Tuesday, April 10, 2018
Clostridium acetobutylicum regulation with acetylation and butyrylation!
From the title of this blog post (and this great new paper in press at MCP) this sounds really obvious, right?
A bacteria that is famous because it can make really high quantities of industrial chemicals as it grow anaerobically (some of which are shown in the picture above I stole from this great ASM study) regulates itself primarily by the derivatives of the two things it's most famous for producing. End of story.
However -- what the heck is a butyrylation!?! And just because your metabolic pathways produce weird things that doesn't mean those are great things to control your metabolism with, right?

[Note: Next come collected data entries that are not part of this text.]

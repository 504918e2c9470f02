//! Mock fetcher for testing.

use async_trait::async_trait;
use std::collections::HashMap;
use std::path::{Path, PathBuf};
use std::sync::Arc;
use std::time::Duration;
use tokio::sync::RwLock;

use crate::fetcher::{validate_remote, FetchError, FetchedArtifact, Fetcher};
use crate::task::RemoteArtifact;

/// A recorded fetch call for test assertions.
#[derive(Debug, Clone)]
pub struct RecordedFetch {
    pub remote: RemoteArtifact,
    pub local_path: PathBuf,
}

/// Failure to simulate for a remote filename.
#[derive(Debug, Clone, Copy, PartialEq, Eq)]
pub enum MockFetchFailure {
    NotFound,
    Timeout,
    Corrupt,
}

/// Mock implementation of the Fetcher trait.
///
/// Writes the configured content (by default `"<path>/<filename>"`) to the
/// requested local path, so a test can tell which remote file a local artifact
/// came from.
#[derive(Debug, Clone, Default)]
pub struct MockFetcher {
    calls: Arc<RwLock<Vec<RecordedFetch>>>,
    contents: Arc<RwLock<HashMap<String, Vec<u8>>>>,
    failures: Arc<RwLock<HashMap<String, MockFetchFailure>>>,
    delay: Arc<RwLock<Duration>>,
}

impl MockFetcher {
    /// Create a new mock fetcher.
    pub fn new() -> Self {
        Self::default()
    }

    /// Content written for a remote filename.
    pub async fn set_content(&self, filename: &str, content: Vec<u8>) {
        self.contents
            .write()
            .await
            .insert(filename.to_string(), content);
    }

    /// Make every fetch of a remote filename fail.
    pub async fn set_failure(&self, filename: &str, failure: MockFetchFailure) {
        self.failures
            .write()
            .await
            .insert(filename.to_string(), failure);
    }

    /// Time each fetch takes.
    pub async fn set_delay(&self, delay: Duration) {
        *self.delay.write().await = delay;
    }

    /// Get all recorded fetch calls.
    pub async fn calls(&self) -> Vec<RecordedFetch> {
        self.calls.read().await.clone()
    }

    /// Number of fetches of a remote filename.
    pub async fn call_count(&self, filename: &str) -> usize {
        self.calls
            .read()
            .await
            .iter()
            .filter(|c| c.remote.filename == filename)
            .count()
    }

    /// The content a fetch of `remote` writes when none was configured.
    pub fn default_content(remote: &RemoteArtifact) -> Vec<u8> {
        format!("{}/{}", remote.path, remote.filename).into_bytes()
    }
}

#[async_trait]
impl Fetcher for MockFetcher {
    fn name(&self) -> &str {
        "mock"
    }

    async fn fetch(
        &self,
        remote: &RemoteArtifact,
        local_path: &Path,
    ) -> Result<FetchedArtifact, FetchError> {
        validate_remote(remote)?;
        self.calls.write().await.push(RecordedFetch {
            remote: remote.clone(),
            local_path: local_path.to_path_buf(),
        });

        let delay = *self.delay.read().await;
        if !delay.is_zero() {
            tokio::time::sleep(delay).await;
        }

        let location = format!("{}/{}", remote.path, remote.filename);
        if let Some(failure) = self.failures.read().await.get(&remote.filename) {
            return Err(match failure {
                MockFetchFailure::NotFound => FetchError::NotFound { path: location },
                MockFetchFailure::Timeout => FetchError::Timeout {
                    path: location,
                    secs: 1,
                },
                MockFetchFailure::Corrupt => FetchError::TransferCorrupt {
                    path: location,
                    expected: 100,
                    received: 50,
                },
            });
        }

        let content = self
            .contents
            .read()
            .await
            .get(&remote.filename)
            .cloned()
            .unwrap_or_else(|| Self::default_content(remote));

        tokio::fs::write(local_path, &content)
            .await
            .map_err(|e| FetchError::local_write(local_path.to_path_buf(), e))?;

        Ok(FetchedArtifact {
            local_path: local_path.to_path_buf(),
            size_bytes: content.len() as u64,
        })
    }
}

I don't know, I find this study really cool for these reasons
1) This is a super weird way of regulating anything.
2) Lots of people are working with this bacteria and trying to make it make more of these chemicals they produce. Virtually all of the world's acetone and butanol is made from propylene (from fossil fuels). Dirty, inefficient systems that are only functional right now because we're pumping these things out of the ground like they aren't in any way finite. At some point our species might take a step back -- consider that we aren't acting any more intelligently in terms of resource utilization/waste management than log phase E.coli in a swirling flask -- and look at alternative ways of doing things. This bacteria could be a great alternative way of getting a chemicals we take for granted! What was I saying...?
OH YEAH!! But consider this -- microbiology is done by genetics. Knockouts, overexpressions, but -- this awesome paper shows that this isn't how this bacteria regulates itself in terms of fine control -- it's regulating itself for all the important (industrial type production) things with PTMs that even 100x coverage on a Hi-SeQ is not going to show you. You want to REALLY engineer this bacteria? You need to find out what a butyrylation is and how to monitor and regulate that.